Cuando alguien dice “es fácil” pero tú nunca lo has hecho, lo que realmente falta es empatía técnica. Este fenómeno se llama “la maldición del conocimiento” y tiene implicaciones profundas en la formación, el liderazgo y la cultura de trabajo.
Es fácil”… ¿para quién?
Todos hemos estado ahí.
Alguien nos dice:
“Eso lo puedes hacer tú solo, es fácil.”
Pero tú nunca lo has hecho.
No sabes por dónde empezar.
Y te quedas con esa sensación incómoda de:
“Ajá… pero ¿cómo comienzo?”
Lo que para unos es obvio, para otros es un misterio.
Y no porque falte capacidad, sino porque falta experiencia.
¿Cómo se llama este fenómeno?.
En psicología cognitiva, esto se conoce como la maldición del conocimiento (curse of knowledge).
Es un sesgo que ocurre cuando alguien que domina un tema olvida lo difícil que fue aprenderlo y subestima lo que otros necesitan para entenderlo.
Fue acuñado en 1989 por Robin Hogarth y se ha estudiado en contextos educativos, empresariales y técnicos.
Una vez que sabemos algo, nos cuesta imaginar cómo es no saberlo.
Y eso afecta cómo explicamos, enseñamos y lideramos.
Ejemplos cotidianos.
En el trabajo técnico.
Un ingeniero dice:
“Solo tienes que abrir el plano, revisar el caudal y ajustar la curva.”
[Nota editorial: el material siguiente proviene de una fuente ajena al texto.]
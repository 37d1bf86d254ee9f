//! Read-only GitHub star count for the configured repository.
//!
//! A single GET with no retry. Counts are cached on disk, keyed by the repo
//! identity, with a fixed one-hour TTL.

use std::fs;
use std::path::PathBuf;
use std::time::Duration;

use chrono::Utc;
use serde::{Deserialize, Serialize};
use tracing::debug;

use crate::config::GithubConfig;

const BASE_URL: &str = "https://api.github.com";
const CACHE_PREFIX: &str = "github-stars";
const CACHE_TTL_MS: i64 = 60 * 60 * 1000;
const USER_AGENT: &str = concat!("jobtrack/", env!("CARGO_PKG_VERSION"));

#[derive(Debug, thiserror::Error)]
pub enum StarError {
    #[error("no GitHub repository configured")]
    Unconfigured,
    #[error("failed to fetch repository data")]
    Http(#[from] reqwest::Error),
}

#[derive(Debug, Deserialize)]
struct RepoInfo {
    stargazers_count: u64,
}

#[derive(Debug, Serialize, Deserialize)]
struct StarCache {
    count: u64,
    /// Unix millis at write time.
    timestamp: i64,
}

pub struct StarService {
    github: GithubConfig,
    cache_dir: PathBuf,
}

impl StarService {
    pub fn new(github: GithubConfig, cache_dir: PathBuf) -> Self {
        Self { github, cache_dir }
    }

    fn identity(&self) -> Option<(&str, &str)> {
        match (self.github.username.as_deref(), self.github.repo.as_deref()) {
            (Some(user), Some(repo)) if !user.is_empty() && !repo.is_empty() => {
                Some((user, repo))
            }
            _ => None,
        }
    }

    pub fn is_configured(&self) -> bool {
        self.identity().is_some()
    }

    pub fn repo_url(&self) -> Option<String> {
        self.identity()
            .map(|(user, repo)| format!("https://github.com/{user}/{repo}"))
    }

    fn cache_path(&self) -> Option<PathBuf> {
        let (user, repo) = self.identity()?;
        Some(self.cache_dir.join(format!("{CACHE_PREFIX}-{user}-{repo}.json")))
    }

    fn read_cache(&self) -> Option<u64> {
        let raw = fs::read_to_string(self.cache_path()?).ok()?;
        let cache: StarCache = serde_json::from_str(&raw).ok()?;
        let age = Utc::now().timestamp_millis() - cache.timestamp;
        (age < CACHE_TTL_MS).then_some(cache.count)
    }

    /// Cache write failures are ignored; the count was still fetched.
    fn write_cache(&self, count: u64) {
        let Some(path) = self.cache_path() else { return };
        if let Some(parent) = path.parent() {
            if fs::create_dir_all(parent).is_err() {
                return;
            }
        }
        let cache = StarCache {
            count,
            timestamp: Utc::now().timestamp_millis(),
        };
        if let Ok(raw) = serde_json::to_string(&cache) {
            let _ = fs::write(path, raw);
        }
    }

    /// Fetch the live count, bypassing the cache.
    pub fn fetch_stars(&self) -> Result<u64, StarError> {
        let (user, repo) = self.identity().ok_or(StarError::Unconfigured)?;
        let client = reqwest::blocking::Client::builder()
            .user_agent(USER_AGENT)
            .timeout(Duration::from_secs(10))
            .build()?;
        let info: RepoInfo = client
            .get(format!("{BASE_URL}/repos/{user}/{repo}"))
            .header(reqwest::header::ACCEPT, "application/vnd.github.v3+json")
            .send()?
            .error_for_status()?
            .json()?;
        Ok(info.stargazers_count)
    }

    /// Cached count when fresh, otherwise a live fetch that refreshes the
    /// cache.
    pub fn stars(&self) -> Result<u64, StarError> {
        if let Some(count) = self.read_cache() {
            debug!(count, "star count served from cache");
            return Ok(count);
        }
        let count = self.fetch_stars()?;
        self.write_cache(count);
        Ok(count)
    }
}

#[cfg(test)]
mod tests {
    use super::*;

    fn service(username: Option<&str>, repo: Option<&str>, dir: &std::path::Path) -> StarService {
        StarService::new(
            GithubConfig {
                username: username.map(String::from),
                repo: repo.map(String::from),
            },
            dir.to_path_buf(),
        )
    }

    #[test]
    fn unconfigured_when_either_half_is_missing() {
        let dir = tempfile::tempdir().unwrap();
        assert!(!service(None, Some("repo"), dir.path()).is_configured());
        assert!(!service(Some("user"), None, dir.path()).is_configured());
        assert!(!service(Some(""), Some("repo"), dir.path()).is_configured());
        assert!(service(Some("user"), Some("repo"), dir.path()).is_configured());
    }

    #[test]
    fn repo_url_reflects_identity() {
        let dir = tempfile::tempdir().unwrap();
        let svc = service(Some("user"), Some("repo"), dir.path());
        assert_eq!(svc.repo_url().unwrap(), "https://github.com/user/repo");
        assert!(service(None, None, dir.path()).repo_url().is_none());
    }

    #[test]
    fn fetch_without_identity_is_a_typed_error() {
        let dir = tempfile::tempdir().unwrap();
        let svc = service(None, None, dir.path());
        assert!(matches!(svc.fetch_stars(), Err(StarError::Unconfigured)));
    }

    #[test]
    fn fresh_cache_is_served() {
        let dir = tempfile::tempdir().unwrap();
        let svc = service(Some("user"), Some("repo"), dir.path());
        svc.write_cache(42);
        assert_eq!(svc.read_cache(), Some(42));
    }

    #[test]
    fn stale_cache_is_ignored() {
        let dir = tempfile::tempdir().unwrap();
        let svc = service(Some("user"), Some("repo"), dir.path());
        let stale = StarCache {
            count: 42,
            timestamp: Utc::now().timestamp_millis() - CACHE_TTL_MS - 1,
        };
        fs::create_dir_all(dir.path()).unwrap();
        fs::write(
            svc.cache_path().unwrap(),
            serde_json::to_string(&stale).unwrap(),
        )
        .unwrap();
        assert_eq!(svc.read_cache(), None);
    }

    #[test]
    fn malformed_cache_is_ignored() {
        let dir = tempfile::tempdir().unwrap();
        let svc = service(Some("user"), Some("repo"), dir.path());
        fs::write(svc.cache_path().unwrap(), "{broken").unwrap();
        assert_eq!(svc.read_cache(), None);
    }

    #[test]
    fn cache_key_includes_the_repo_identity() {
        let dir = tempfile::tempdir().unwrap();
        let a = service(Some("user"), Some("one"), dir.path());
        let b = service(Some("user"), Some("two"), dir.path());
        a.write_cache(1);
        assert_eq!(a.read_cache(), Some(1));
        assert_eq!(b.read_cache(), None);
    }
}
Pero el nuevo colaborador no sabe qué software usar, dónde está el plano, ni qué significa “ajustar la curva”.
En la capacitación.
Un instructor dice:
“Ya saben cómo se hace el cálculo hidráulico, ¿verdad?”
Y varios asistentes asienten por compromiso, aunque no lo dominan.
La sesión avanza… pero el aprendizaje no.
En la gestión de proyectos.
Un coordinador dice:
“Tú puedes hacer esa presentación, es solo copiar lo que hicimos la vez pasada.”
Pero el nuevo integrante no tiene acceso al archivo anterior, ni conoce el formato, ni entiende el contexto.
¿Por qué ocurre?.
La maldición del conocimiento se activa cuando:
El experto ha repetido la tarea muchas veces
El conocimiento se ha automatizado
No hay conciencia del proceso de aprendizaje inicial
Esto genera una brecha entre lo que el experto cree que el otro sabe…
y lo que el otro realmente necesita para comenzar.
Implicaciones en el trabajo.
1. Formación deficient.
Cuando no se explican los pasos básicos, los nuevos colaboradores se frustran, se equivocan o simplemente no aprenden.
2. Barreras de comunicación.
El experto usa términos técnicos sin contexto, lo que genera confusión y dependencia.
3. Riesgo operative.
En industrias como la protección contra incendios, una mala interpretación puede derivar en errores de diseño, instalación o mantenimiento.
4. Liderazgo poco empático.
Los líderes que no recuerdan lo que cuesta aprender, pierden conexión con sus equipos y generan ambientes de inseguridad técnica.
¿Cómo se supera?.
1. Reconocer la maldición del conocimiento.
Aceptar que lo que es fácil para ti, puede ser difícil para otros.
Y que eso no es falta de capacidad, sino falta de experiencia.
2. Explicar desde el punto cero.
No asumir que el otro sabe.
Comenzar por lo básico, incluso si parece obvio.
Ejemplo:
“Para abrir el plano, ve a esta carpeta, usa este software, y busca el archivo con este nombre.”
3. Usar ejemplos y analogías.
Traducir lo técnico en lo cotidiano.
Ejemplo:
“La curva de la bomba es como una receta: te dice cuánta agua puedes mover y con cuánta fuerza.”
4. Validar comprensión.
Preguntar:
“¿Qué parte te parece más confusa?”
“¿Quieres que lo hagamos juntos una vez?”
Reflexión
Decir “es fácil” no es el problema.
El problema es decirlo sin acompañar.
Sin explicar.
Sin recordar que todos fuimos principiantes alguna vez.
La maldición del conocimiento no se combate con más conocimiento.
Se combate con empatía.
Con pedagogía.
Con paciencia.
Porque enseñar no es mostrar lo que sabes.
Es ayudar al otro a saberlo también.
Conclusión.
En entornos técnicos, educativos y profesionales, la maldición del conocimiento es una barrera silenciosa pero poderosa.
Cuando alguien dice “lo puedes hacer tú solo”, pero no explica cómo…
no está empoderando. Está abandonando.
Y si queremos construir equipos competentes, seguros y colaborativos,
necesitamos más que expertos.
Necesitamos expertos que recuerden cómo se aprende.